Copy every entry below, exactly and in full.

Given entries
--*--

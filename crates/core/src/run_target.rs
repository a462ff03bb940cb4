use std::collections::HashMap;
use std::fmt::{Display, Formatter};
use std::process::Stdio;
use std::time::Duration;

use indexmap::IndexSet;
use serde::{Deserialize, Serialize};
use tokio::process::Command;

use crate::config::{expand_working_directory, SessionSettings};
use crate::error::{Error, Result};
use crate::interpolation::{build_context, interpolate};

/// Flag the engine reads its telemetry port from.
pub const PORT_FLAG: &str = "--port";
/// Flag the engine reads a configuration file override from.
pub const CONFIG_FILE_FLAG: &str = "--config_file";

/// A named, reusable run configuration as stored in the profiles YAML.
#[derive(Deserialize, Serialize, Debug, Clone, PartialEq)]
pub struct RunProfile {
    pub id: String,
    pub description: Option<String>,
    pub engine: Option<String>,
    pub working_directory: Option<String>,
    pub config_file: Option<String>,
    #[serde(default)]
    pub scripts: Vec<String>,
    pub environment: Option<HashMap<String, String>>,
    pub host: Option<String>,
    pub port: Option<u16>,
    pub timeout_secs: Option<u64>,
}

impl Display for RunProfile {
    fn fmt(&self, formatter: &mut Formatter<'_>) -> std::fmt::Result {
        match &self.description {
            Some(description) => write!(formatter, "{} ({})", self.id, description),
            None => formatter.write_str(&self.id),
        }
    }
}

impl RunProfile {
    /// Applies this profile's telemetry and timeout overrides to `settings`.
    pub fn apply_to(&self, settings: &mut SessionSettings) {
        if let Some(host) = &self.host {
            settings.host = host.clone();
        }
        if let Some(port) = self.port {
            settings.port = port;
        }
        if let Some(timeout_secs) = self.timeout_secs {
            settings.run_timeout = Some(Duration::from_secs(timeout_secs));
        }
    }
}

/// What a session executes: the engine invocation plus the scripts handed to it.
///
/// Built once and then owned by the session; there are no setters after
/// construction, only the consuming `with_*` builders.
#[derive(Debug, Clone, PartialEq, Eq)]
pub struct RunTarget {
    engine: String,
    scripts: Vec<String>,
    config_file: Option<String>,
    working_directory: Option<String>,
    environment: HashMap<String, String>,
}

impl RunTarget {
    /// Creates a target, dropping repeated script paths while keeping order.
    ///
    /// # Errors
    ///
    /// Returns an error if the engine command is blank or no scripts are given.
    pub fn new<I, S>(engine: impl Into<String>, scripts: I) -> Result<Self>
    where
        I: IntoIterator<Item = S>,
        S: Into<String>,
    {
        let engine = engine.into().trim().to_string();
        if engine.is_empty() {
            return Err(Error::EmptyEngineCommand);
        }

        let scripts: IndexSet<String> = scripts
            .into_iter()
            .map(Into::into)
            .filter(|script: &String| !script.trim().is_empty())
            .collect();
        if scripts.is_empty() {
            return Err(Error::NoScripts);
        }

        Ok(Self {
            engine,
            scripts: scripts.into_iter().collect(),
            config_file: None,
            working_directory: None,
            environment: HashMap::new(),
        })
    }

    /// Builds a target from a stored profile, rendering `{project_dir}` and
    /// `{home}` placeholders in the engine command.
    ///
    /// # Errors
    ///
    /// Returns an error if the profile has no engine, no scripts, or the
    /// engine command references an unknown placeholder.
    pub fn from_profile(profile: &RunProfile) -> Result<Self> {
        let engine = profile.engine.as_ref().ok_or(Error::EmptyEngineCommand)?;
        let working_directory = expand_working_directory(&profile.working_directory);
        let context = build_context(working_directory.as_deref());
        let engine = interpolate(engine, &context)?;

        let mut target = Self::new(engine, profile.scripts.iter().cloned())?
            .with_config_file(profile.config_file.clone())
            .with_working_directory(working_directory);

        if let Some(environment) = &profile.environment {
            target = target.with_environment(environment.clone());
        }

        Ok(target)
    }

    #[must_use]
    pub fn with_config_file(mut self, config_file: Option<String>) -> Self {
        self.config_file = config_file.map(|path| shellexpand::tilde(&path).to_string());
        self
    }

    #[must_use]
    pub fn with_working_directory(mut self, working_directory: Option<String>) -> Self {
        self.working_directory = expand_working_directory(&working_directory);
        self
    }

    #[must_use]
    pub fn with_environment(mut self, environment: HashMap<String, String>) -> Self {
        self.environment = environment;
        self
    }

    pub fn engine(&self) -> &str {
        &self.engine
    }

    pub fn scripts(&self) -> &[String] {
        &self.scripts
    }

    pub fn config_file(&self) -> Option<&str> {
        self.config_file.as_deref()
    }

    pub fn working_directory(&self) -> Option<&str> {
        self.working_directory.as_deref()
    }

    pub fn environment(&self) -> &HashMap<String, String> {
        &self.environment
    }

    /// The single shell command line handed to the shell with `-c`.
    ///
    /// The engine string is used verbatim so users can put interpreter flags
    /// in it; script and config paths are quoted.
    #[must_use]
    pub fn shell_command(&self, port: u16) -> String {
        let mut parts = vec![self.engine.clone(), PORT_FLAG.to_string(), port.to_string()];

        if let Some(config_file) = &self.config_file {
            parts.push(CONFIG_FILE_FLAG.to_string());
            parts.push(shell_quote(config_file));
        }

        parts.extend(self.scripts.iter().map(|script| shell_quote(script)));
        parts.join(" ")
    }

    /// Builds the engine process command with piped standard streams.
    #[must_use]
    pub fn command(&self, shell: &str, port: u16) -> Command {
        let mut command = Command::new(shell);
        command
            .arg("-c")
            .arg(self.shell_command(port))
            .envs(&self.environment)
            .stdin(Stdio::piped())
            .stdout(Stdio::piped())
            .stderr(Stdio::piped());

        if let Some(working_directory) = &self.working_directory {
            command.current_dir(working_directory);
        }

        command
    }
}

impl Display for RunTarget {
    fn fmt(&self, formatter: &mut Formatter<'_>) -> std::fmt::Result {
        write!(formatter, "{} ({} scripts)", self.engine, self.scripts.len())
    }
}

fn shell_quote(value: &str) -> String {
    let is_safe = !value.is_empty()
        && value
            .chars()
            .all(|c| c.is_ascii_alphanumeric() || "-_./=:,+@%".contains(c));

    if is_safe {
        value.to_string()
    } else {
        format!("'{}'", value.replace('\'', r"'\''"))
    }
}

--*--

Response area
filename crates/core/src/run_target.rs
repository a462ff03bb940cb4
use std::collections::HashMap;
use std::fmt::{Display, Formatter};
use std::process::Stdio;
use std::time::Duration;

use indexmap::IndexSet;
use serde::{Deserialize, Serialize};
use tokio::process::Command;

use crate::config::{expand_working_directory, SessionSettings};
use crate::error::{Error, Result};
use crate::interpolation::{build_context, interpolate};

/// Flag the engine reads its telemetry port from.
pub const PORT_FLAG: &str = "--port";
/// Flag the engine reads a configuration file override from.
pub const CONFIG_FILE_FLAG: &str = "--config_file";

/// A named, reusable run configuration as stored in the profiles YAML.
#[derive(Deserialize, Serialize, Debug, Clone, PartialEq)]
pub struct RunProfile {
    pub id: String,
    pub description: Option<String>,
    pub engine: Option<String>,
    pub working_directory: Option<String>,
    pub config_file: Option<String>,
    #[serde(default)]
    pub scripts: Vec<String>,
    pub environment: Option<HashMap<String, String>>,
    pub host: Option<String>,
    pub port: Option<u16>,
    pub timeout_secs: Option<u64>,
}

impl Display for RunProfile {
    fn fmt(&self, formatter: &mut Formatter<'_>) -> std::fmt::Result {
        match &self.description {
            Some(description) => write!(formatter, "{} ({})", self.id, description),
            None => formatter.write_str(&self.id),
        }
    }
}

impl RunProfile {
    /// Applies this profile's telemetry and timeout overrides to `settings`.
    pub fn apply_to(&self, settings: &mut SessionSettings) {
        if let Some(host) = &self.host {
            settings.host = host.clone();
        }
        if let Some(port) = self.port {
            settings.port = port;
        }
        if let Some(timeout_secs) = self.timeout_secs {
            settings.run_timeout = Some(Duration::from_secs(timeout_secs));
        }
    }
}

/// What a session executes: the engine invocation plus the scripts handed to it.
///
/// Built once and then owned by the session; there are no setters after
/// construction, only the consuming `with_*` builders.
#[derive(Debug, Clone, PartialEq, Eq)]
pub struct RunTarget {
    engine: String,
    scripts: Vec<String>,
    config_file: Option<String>,
    working_directory: Option<String>,
    environment: HashMap<String, String>,
}

impl RunTarget {
    /// Creates a target, dropping repeated script paths while keeping order.
    ///
    /// # Errors
    ///
    /// Returns an error if the engine command is blank or no scripts are given.
    pub fn new<I, S>(engine: impl Into<String>, scripts: I) -> Result<Self>
    where
        I: IntoIterator<Item = S>,
        S: Into<String>,
    {
        let engine = engine.into().trim().to_string();
        if engine.is_empty() {
            return Err(Error::EmptyEngineCommand);
        }

        let scripts: IndexSet<String> = scripts
            .into_iter()
            .map(Into::into)
            .filter(|script: &String| !script.trim().is_empty())
            .collect();
        if scripts.is_empty() {
            return Err(Error::NoScripts);
        }

        Ok(Self {
            engine,
            scripts: scripts.into_iter().collect(),
            config_file: None,
            working_directory: None,
            environment: HashMap::new(),
        })
    }

    /// Builds a target from a stored profile, rendering `{project_dir}` and
    /// `{home}` placeholders in the engine command.
    ///
    /// # Errors
    ///
    /// Returns an error if the profile has no engine, no scripts, or the
    /// engine command references an unknown placeholder.
    pub fn from_profile(profile: &RunProfile) -> Result<Self> {
        let engine = profile.engine.as_ref().ok_or(Error::EmptyEngineCommand)?;
        let working_directory = expand_working_directory(&profile.working_directory);
        let context = build_context(working_directory.as_deref());
        let engine = interpolate(engine, &context)?;

        let mut target = Self::new(engine, profile.scripts.iter().cloned())?
            .with_config_file(profile.config_file.clone())
            .with_working_directory(working_directory);

        if let Some(environment) = &profile.environment {
            target = target.with_environment(environment.clone());
        }

        Ok(target)
    }

    #[must_use]
    pub fn with_config_file(mut self, config_file: Option<String>) -> Self {
        self.config_file = config_file.map(|path| shellexpand::tilde(&path).to_string());
        self
    }

    #[must_use]
    pub fn with_working_directory(mut self, working_directory: Option<String>) -> Self {
        self.working_directory = expand_working_directory(&working_directory);
        self
    }

    #[must_use]
    pub fn with_environment(mut self, environment: HashMap<String, String>) -> Self {
        self.environment = environment;
        self
    }

    pub fn engine(&self) -> &str {
        &self.engine
    }

    pub fn scripts(&self) -> &[String] {
        &self.scripts
    }

    pub fn config_file(&self) -> Option<&str> {
        self.config_file.as_deref()
    }

    pub fn working_directory(&self) -> Option<&str> {
        self.working_directory.as_deref()
    }

    pub fn environment(&self) -> &HashMap<String, String> {
        &self.environment
    }

    /// The single shell command line handed to the shell with `-c`.
    ///
    /// The engine string is used verbatim so users can put interpreter flags
    /// in it; script and config paths are quoted.
    #[must_use]
    pub fn shell_command(&self, port: u16) -> String {
        let mut parts = vec![self.engine.clone(), PORT_FLAG.to_string(), port.to_string()];

        if let Some(config_file) = &self.config_file {
            parts.push(CONFIG_FILE_FLAG.to_string());
            parts.push(shell_quote(config_file));
        }

        parts.extend(self.scripts.iter().map(|script| shell_quote(script)));
        parts.join(" ")
    }

    /// Builds the engine process command with piped standard streams.
    #[must_use]
    pub fn command(&self, shell: &str, port: u16) -> Command {
        let mut command = Command::new(shell);
        command
            .arg("-c")
            .arg(self.shell_command(port))
            .envs(&self.environment)
            .stdin(Stdio::piped())
            .stdout(Stdio::piped())
            .stderr(Stdio::piped());

        if let Some(working_directory) = &self.working_directory {
            command.current_dir(working_directory);
        }

        command
    }
}

impl Display for RunTarget {
    fn fmt(&self, formatter: &mut Formatter<'_>) -> std::fmt::Result {
        write!(formatter, "{} ({} scripts)", self.engine, self.scripts.len())
    }
}

fn shell_quote(value: &str) -> String {
    let is_safe = !value.is_empty()
        && value
            .chars()
            .all(|c| c.is_ascii_alphanumeric() || "-_./=:,+@%".contains(c));

    if is_safe {
        value.to_string()
    } else {
        format!("'{}'", value.replace('\'', r"'\''"))
    }
}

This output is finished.